Required work:
Take the line with "src/ui/pages/not_found.rs - 404 page" and all lines after it, through the end of the records below, and repeat them exactly.

+===+

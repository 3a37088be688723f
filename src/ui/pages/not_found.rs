// src/ui/pages/not_found.rs - 404 page

use dioxus::prelude::*;
#[allow(unused_imports)]
use dioxus_router::prelude::*;

use crate::ui::router::Route;

#[component]
pub fn NotFound(path: String) -> Element {
    rsx! {
        div {
            class: "text-center py-16 px-4",
            p { class: "text-6xl mb-4", "🧭" }
            h1 {
                class: "text-3xl font-bold text-gray-900 mb-2",
                "Page not found"
            }
            p {
                class: "text-gray-500 mb-6",
                "Nothing lives at /{path}"
            }
            Link {
                to: Route::Home {},
                class: "inline-flex items-center px-4 py-2 rounded-md bg-blue-600 text-white text-sm font-medium hover:bg-blue-700",
                "Back to the shop"
            }
        }
    }
}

+===+

Problem solution:
// src/ui/pages/not_found.rs - 404 page

use dioxus::prelude::*;
#[allow(unused_imports)]
use dioxus_router::prelude::*;

use crate::ui::router::Route;

#[component]
pub fn NotFound(path: String) -> Element {
    rsx! {
        div {
            class: "text-center py-16 px-4",
            p { class: "text-6xl mb-4", "🧭" }
            h1 {
                class: "text-3xl font-bold text-gray-900 mb-2",
                "Page not found"
            }
            p {
                class: "text-gray-500 mb-6",
                "Nothing lives at /{path}"
            }
            Link {
                to: Route::Home {},
                class: "inline-flex items-center px-4 py-2 rounded-md bg-blue-600 text-white text-sm font-medium hover:bg-blue-700",
                "Back to the shop"
            }
        }
    }
}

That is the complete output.